Problem details — Only the lines from the beginning of the data below through the line containing "#[derive(Debug, Clone, Deserialize)]" belong in the response, each copied exactly.

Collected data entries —

_ _ _

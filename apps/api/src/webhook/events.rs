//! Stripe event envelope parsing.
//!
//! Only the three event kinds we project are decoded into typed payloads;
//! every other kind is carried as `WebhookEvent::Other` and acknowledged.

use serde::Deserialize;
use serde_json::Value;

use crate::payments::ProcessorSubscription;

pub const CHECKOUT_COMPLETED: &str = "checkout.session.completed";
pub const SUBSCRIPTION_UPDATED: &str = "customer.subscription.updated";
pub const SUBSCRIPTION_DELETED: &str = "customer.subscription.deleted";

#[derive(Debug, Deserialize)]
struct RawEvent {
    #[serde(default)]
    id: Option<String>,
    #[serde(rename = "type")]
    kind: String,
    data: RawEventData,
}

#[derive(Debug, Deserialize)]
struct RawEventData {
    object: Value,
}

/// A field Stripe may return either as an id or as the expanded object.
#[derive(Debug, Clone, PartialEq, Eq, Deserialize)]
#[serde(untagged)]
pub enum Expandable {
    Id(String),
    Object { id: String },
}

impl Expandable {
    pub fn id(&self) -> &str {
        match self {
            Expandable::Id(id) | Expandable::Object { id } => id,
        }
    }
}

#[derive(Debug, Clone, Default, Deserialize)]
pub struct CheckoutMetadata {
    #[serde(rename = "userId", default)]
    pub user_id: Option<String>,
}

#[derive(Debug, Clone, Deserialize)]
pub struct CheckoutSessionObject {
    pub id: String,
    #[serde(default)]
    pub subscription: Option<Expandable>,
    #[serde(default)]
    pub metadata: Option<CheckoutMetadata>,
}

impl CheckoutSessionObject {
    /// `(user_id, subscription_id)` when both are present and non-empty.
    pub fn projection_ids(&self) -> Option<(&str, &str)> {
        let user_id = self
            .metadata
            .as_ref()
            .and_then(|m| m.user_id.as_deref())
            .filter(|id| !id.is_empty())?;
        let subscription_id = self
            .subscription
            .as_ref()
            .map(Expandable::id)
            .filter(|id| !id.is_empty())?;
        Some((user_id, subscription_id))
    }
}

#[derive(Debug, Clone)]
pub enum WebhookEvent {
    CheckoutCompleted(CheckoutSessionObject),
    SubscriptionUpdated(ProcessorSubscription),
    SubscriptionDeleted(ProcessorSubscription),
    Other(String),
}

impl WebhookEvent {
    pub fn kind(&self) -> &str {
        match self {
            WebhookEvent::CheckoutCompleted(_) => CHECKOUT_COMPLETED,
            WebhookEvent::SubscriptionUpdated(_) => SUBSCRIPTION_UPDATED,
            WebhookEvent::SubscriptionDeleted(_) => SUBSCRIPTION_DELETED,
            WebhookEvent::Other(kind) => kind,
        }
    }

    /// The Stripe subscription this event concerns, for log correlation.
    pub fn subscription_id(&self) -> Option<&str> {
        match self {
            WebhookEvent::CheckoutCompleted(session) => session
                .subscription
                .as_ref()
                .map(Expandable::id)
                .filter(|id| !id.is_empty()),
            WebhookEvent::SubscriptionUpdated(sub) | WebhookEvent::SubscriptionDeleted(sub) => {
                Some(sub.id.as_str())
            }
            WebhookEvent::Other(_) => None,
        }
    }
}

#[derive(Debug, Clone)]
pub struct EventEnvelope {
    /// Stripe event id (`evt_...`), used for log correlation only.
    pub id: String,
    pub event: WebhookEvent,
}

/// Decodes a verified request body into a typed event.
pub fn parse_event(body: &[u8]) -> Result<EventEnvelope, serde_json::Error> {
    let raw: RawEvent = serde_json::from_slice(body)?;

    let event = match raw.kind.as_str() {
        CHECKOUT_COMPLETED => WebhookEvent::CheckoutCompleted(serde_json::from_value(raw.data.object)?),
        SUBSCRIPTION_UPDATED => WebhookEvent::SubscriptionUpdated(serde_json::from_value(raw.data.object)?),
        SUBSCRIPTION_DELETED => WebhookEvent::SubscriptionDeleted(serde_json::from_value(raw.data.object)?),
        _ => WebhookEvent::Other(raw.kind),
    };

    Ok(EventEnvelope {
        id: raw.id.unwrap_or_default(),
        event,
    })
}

_ _ _

Result of this task —
filename apps/api/src/webhook/events.rs
//! Stripe event envelope parsing.
//!
//! Only the three event kinds we project are decoded into typed payloads;
//! every other kind is carried as `WebhookEvent::Other` and acknowledged.

use serde::Deserialize;
use serde_json::Value;

use crate::payments::ProcessorSubscription;

pub const CHECKOUT_COMPLETED: &str = "checkout.session.completed";
pub const SUBSCRIPTION_UPDATED: &str = "customer.subscription.updated";
pub const SUBSCRIPTION_DELETED: &str = "customer.subscription.deleted";

#[derive(Debug, Deserialize)]
struct RawEvent {
    #[serde(default)]
    id: Option<String>,
    #[serde(rename = "type")]
    kind: String,
    data: RawEventData,
}

#[derive(Debug, Deserialize)]
struct RawEventData {
    object: Value,
}

/// A field Stripe may return either as an id or as the expanded object.
#[derive(Debug, Clone, PartialEq, Eq, Deserialize)]
#[serde(untagged)]
pub enum Expandable {
    Id(String),
    Object { id: String },
}

impl Expandable {
    pub fn id(&self) -> &str {
        match self {
            Expandable::Id(id) | Expandable::Object { id } => id,
        }
    }
}

#[derive(Debug, Clone, Default, Deserialize)]
pub struct CheckoutMetadata {
    #[serde(rename = "userId", default)]
    pub user_id: Option<String>,
}

#[derive(Debug, Clone, Deserialize)]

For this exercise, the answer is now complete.